Dataset section start

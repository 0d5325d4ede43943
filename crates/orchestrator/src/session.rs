//! Interactive search session
//!
//! A session owns the current query and entity kind of one search view. Query
//! changes are debounced, requests run in the background and only the
//! response to the most recent input is ever applied. Consumers observe the
//! view through a `watch` channel.

use crate::debouncer::Debouncer;
use crate::error::{Result, SessionError};
use crate::search::{execute, SearchOutcome};
use std::sync::Arc;
use tokio::sync::{mpsc, watch};
use tokio::task::JoinHandle;
use tokio_util::sync::CancellationToken;
use tracing::{debug, info, warn};
use wfo_search_core::{
    translate, EntityKind, QueryInput, SearchBackend, SearchConfig, SearchResult,
};

/// Observable state of a search view
#[derive(Debug, Clone, Default, PartialEq)]
pub struct SearchView {
    pub entity_kind: EntityKind,
    /// Latest query as entered, before debouncing
    pub query: QueryInput,
    pub results: Vec<SearchResult>,
    /// A request for the latest input is in flight
    pub loading: bool,
    /// Bumped whenever the entity kind changes; per-view UI state such as a
    /// hovered result belongs to one epoch
    pub reset_epoch: u64,
    /// Message of the last failed search, cleared by the next applied outcome
    pub error: Option<String>,
}

impl SearchView {
    /// Whether the result area should be shown
    pub fn is_search_active(&self) -> bool {
        !self.results.is_empty() || self.loading
    }
}

#[derive(Debug)]
enum Command {
    SetQuery(QueryInput),
    SetEntityKind(EntityKind),
}

#[derive(Debug, Clone, PartialEq)]
struct SearchInput {
    kind: EntityKind,
    query: QueryInput,
}

struct Completion {
    generation: u64,
    outcome: SearchOutcome,
}

enum Event {
    Shutdown,
    Command(Command),
    Settled(SearchInput),
    Completed(Completion),
}

/// Cloneable sender side of a session
#[derive(Debug, Clone)]
pub struct SearchHandle {
    commands: mpsc::UnboundedSender<Command>,
}

impl SearchHandle {
    /// Replace the query; the search runs once the input has been quiet for
    /// the debounce window
    pub fn set_query(&self, query: QueryInput) -> Result<()> {
        self.send(Command::SetQuery(query))
    }

    /// Switch entity kind; the query resets to match-all and results clear
    pub fn set_entity_kind(&self, kind: EntityKind) -> Result<()> {
        self.send(Command::SetEntityKind(kind))
    }

    fn send(&self, command: Command) -> Result<()> {
        self.commands
            .send(command)
            .map_err(|_| SessionError::Closed)
    }
}

/// A running search session
pub struct SearchSession {
    handle: SearchHandle,
    view: watch::Receiver<SearchView>,
    cancel: CancellationToken,
    task: JoinHandle<()>,
}

impl SearchSession {
    /// Start a session on the current runtime
    pub fn spawn(backend: Arc<dyn SearchBackend>, config: &SearchConfig) -> Self {
        let (command_tx, command_rx) = mpsc::unbounded_channel();
        let (completion_tx, completion_rx) = mpsc::unbounded_channel();
        let initial = SearchView {
            entity_kind: config.default_entity_kind,
            ..SearchView::default()
        };
        let (view_tx, view_rx) = watch::channel(initial);
        let cancel = CancellationToken::new();

        info!(
            "Starting search session for {} (debounce {}ms)",
            config.default_entity_kind, config.debounce_ms
        );

        let driver = SessionDriver {
            backend,
            debouncer: Debouncer::new(config.debounce_duration()),
            commands: command_rx,
            completion_tx,
            completions: completion_rx,
            view: view_tx,
            cancel: cancel.clone(),
            input: SearchInput {
                kind: config.default_entity_kind,
                query: QueryInput::MatchAll,
            },
            generation: 0,
            in_flight: None,
        };
        let task = tokio::spawn(driver.run());

        Self {
            handle: SearchHandle {
                commands: command_tx,
            },
            view: view_rx,
            cancel,
            task,
        }
    }

    pub fn handle(&self) -> SearchHandle {
        self.handle.clone()
    }

    pub fn set_query(&self, query: QueryInput) -> Result<()> {
        self.handle.set_query(query)
    }

    pub fn set_entity_kind(&self, kind: EntityKind) -> Result<()> {
        self.handle.set_entity_kind(kind)
    }

    /// Current view
    pub fn view(&self) -> SearchView {
        self.view.borrow().clone()
    }

    /// Receiver notified on every view change
    pub fn subscribe(&self) -> watch::Receiver<SearchView> {
        self.view.clone()
    }

    /// Stop the session and wait for its task
    ///
    /// Requests still in flight run to completion but their responses are
    /// dropped.
    pub async fn shutdown(self) -> Result<()> {
        self.cancel.cancel();
        self.task
            .await
            .map_err(|e| SessionError::Task(e.to_string()))
    }
}

struct SessionDriver {
    backend: Arc<dyn SearchBackend>,
    debouncer: Debouncer<SearchInput>,
    commands: mpsc::UnboundedReceiver<Command>,
    completion_tx: mpsc::UnboundedSender<Completion>,
    completions: mpsc::UnboundedReceiver<Completion>,
    view: watch::Sender<SearchView>,
    cancel: CancellationToken,
    input: SearchInput,
    /// Bumped on every input change; a response is applied only if it
    /// carries the current generation
    generation: u64,
    /// Generation of the request whose response is still awaited
    in_flight: Option<u64>,
}

impl SessionDriver {
    async fn run(mut self) {
        loop {
            let event = tokio::select! {
                _ = self.cancel.cancelled() => Event::Shutdown,
                command = self.commands.recv() => match command {
                    Some(command) => Event::Command(command),
                    None => Event::Shutdown,
                },
                input = self.debouncer.settled(), if self.debouncer.is_pending() => {
                    Event::Settled(input)
                }
                Some(completion) = self.completions.recv() => Event::Completed(completion),
            };

            match event {
                Event::Shutdown => break,
                Event::Command(command) => self.handle_command(command),
                Event::Settled(input) => self.dispatch(input),
                Event::Completed(completion) => self.apply(completion),
            }
        }
        debug!("Search session stopped");
    }

    fn handle_command(&mut self, command: Command) {
        self.generation += 1;
        match command {
            Command::SetQuery(query) => {
                self.input.query = query.clone();
                self.view.send_modify(|view| view.query = query);
            }
            Command::SetEntityKind(kind) => {
                debug!("Entity kind changed to {kind}");
                self.input = SearchInput {
                    kind,
                    query: QueryInput::MatchAll,
                };
                self.in_flight = None;
                self.view.send_modify(|view| {
                    view.entity_kind = kind;
                    view.query = QueryInput::MatchAll;
                    view.results.clear();
                    view.loading = false;
                    view.error = None;
                    view.reset_epoch += 1;
                });
            }
        }
        self.debouncer.push(self.input.clone());
    }

    fn dispatch(&mut self, input: SearchInput) {
        let parameters = translate(&input.query, input.kind);
        if !parameters.is_active() {
            debug!("Search inactive, clearing results");
            self.in_flight = None;
            self.view.send_modify(|view| {
                view.results.clear();
                view.loading = false;
                view.error = None;
            });
            return;
        }

        let generation = self.generation;
        self.in_flight = Some(generation);
        self.view.send_modify(|view| view.loading = true);

        let backend = Arc::clone(&self.backend);
        let completions = self.completion_tx.clone();
        tokio::spawn(async move {
            let outcome = execute(backend.as_ref(), &parameters).await;
            // The session may already be gone
            let _ = completions.send(Completion {
                generation,
                outcome,
            });
        });
    }

    fn apply(&mut self, completion: Completion) {
        let Completion {
            generation,
            outcome,
        } = completion;

        if generation != self.generation {
            debug!(
                "Discarding stale search response (generation {generation}, current {})",
                self.generation
            );
            if self.in_flight == Some(generation) {
                self.in_flight = None;
                self.view.send_modify(|view| view.loading = false);
            }
            return;
        }

        self.in_flight = None;
        match outcome {
            SearchOutcome::Completed(results) => {
                self.view.send_modify(|view| {
                    view.results = results;
                    view.loading = false;
                    view.error = None;
                });
            }
            SearchOutcome::Failed(message) => {
                warn!("Search failed, clearing results");
                self.view.send_modify(|view| {
                    view.results.clear();
                    view.loading = false;
                    view.error = Some(message);
                });
            }
            SearchOutcome::Inactive => {
                self.view.send_modify(|view| {
                    view.results.clear();
                    view.loading = false;
                    view.error = None;
                });
            }
        }
    }
}

#[cfg(test)]
mod tests {
    use super::*;
    use pretty_assertions::assert_eq;
    use serde_json::json;
    use std::time::Duration;
    use tokio::time::sleep;
    use wfo_search_core::MockSearchBackend;

    fn config() -> SearchConfig {
        SearchConfig {
            debounce_ms: 300,
            default_entity_kind: EntityKind::Subscription,
        }
    }

    #[test]
    fn test_search_active_flag() {
        let mut view = SearchView::default();
        assert!(!view.is_search_active());
        view.loading = true;
        assert!(view.is_search_active());
        view.loading = false;
        view.results
            .push(SearchResult::classify(json!({"subscription": {}})));
        assert!(view.is_search_active());
    }

    #[tokio::test(start_paused = true)]
    async fn test_single_character_never_reaches_backend() {
        let mut backend = MockSearchBackend::new();
        backend.expect_search().times(0);

        let session = SearchSession::spawn(Arc::new(backend), &config());
        session
            .set_query(QueryInput::Text("a".to_string()))
            .expect("session open");
        sleep(Duration::from_millis(400)).await;

        let view = session.view();
        assert_eq!(view.query, QueryInput::Text("a".to_string()));
        assert!(view.results.is_empty());
        assert!(!view.loading);
        session.shutdown().await.expect("shutdown");
    }

    #[tokio::test(start_paused = true)]
    async fn test_results_applied_after_debounce() {
        let mut backend = MockSearchBackend::new();
        backend
            .expect_search()
            .withf(|kind, params| {
                *kind == EntityKind::Subscription && params.query.as_deref() == Some("ab")
            })
            .times(1)
            .returning(|_, _| {
                Ok(vec![SearchResult::classify(
                    json!({"subscription": {"description": "ab fiber"}}),
                )])
            });

        let session = SearchSession::spawn(Arc::new(backend), &config());
        session
            .set_query(QueryInput::Text("ab".to_string()))
            .expect("session open");

        sleep(Duration::from_millis(100)).await;
        assert!(session.view().results.is_empty(), "debounce window not over");

        sleep(Duration::from_millis(300)).await;
        let view = session.view();
        assert_eq!(view.results.len(), 1);
        assert_eq!(view.results[0].display_text(), "ab fiber");
        assert!(!view.loading);
        assert_eq!(view.error, None);
        session.shutdown().await.expect("shutdown");
    }

    #[tokio::test(start_paused = true)]
    async fn test_closed_handle_rejects_commands() {
        let backend = MockSearchBackend::new();
        let session = SearchSession::spawn(Arc::new(backend), &config());
        let handle = session.handle();
        session.shutdown().await.expect("shutdown");

        let result = handle.set_query(QueryInput::Text("late".to_string()));
        assert!(matches!(result, Err(SessionError::Closed)));
    }
}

Dataset section end

- **Problem to work on**
Take every line above where "warn" appears and copy it.

- **Solution to this problem**
use tracing::{debug, info, warn};
                warn!("Search failed, clearing results");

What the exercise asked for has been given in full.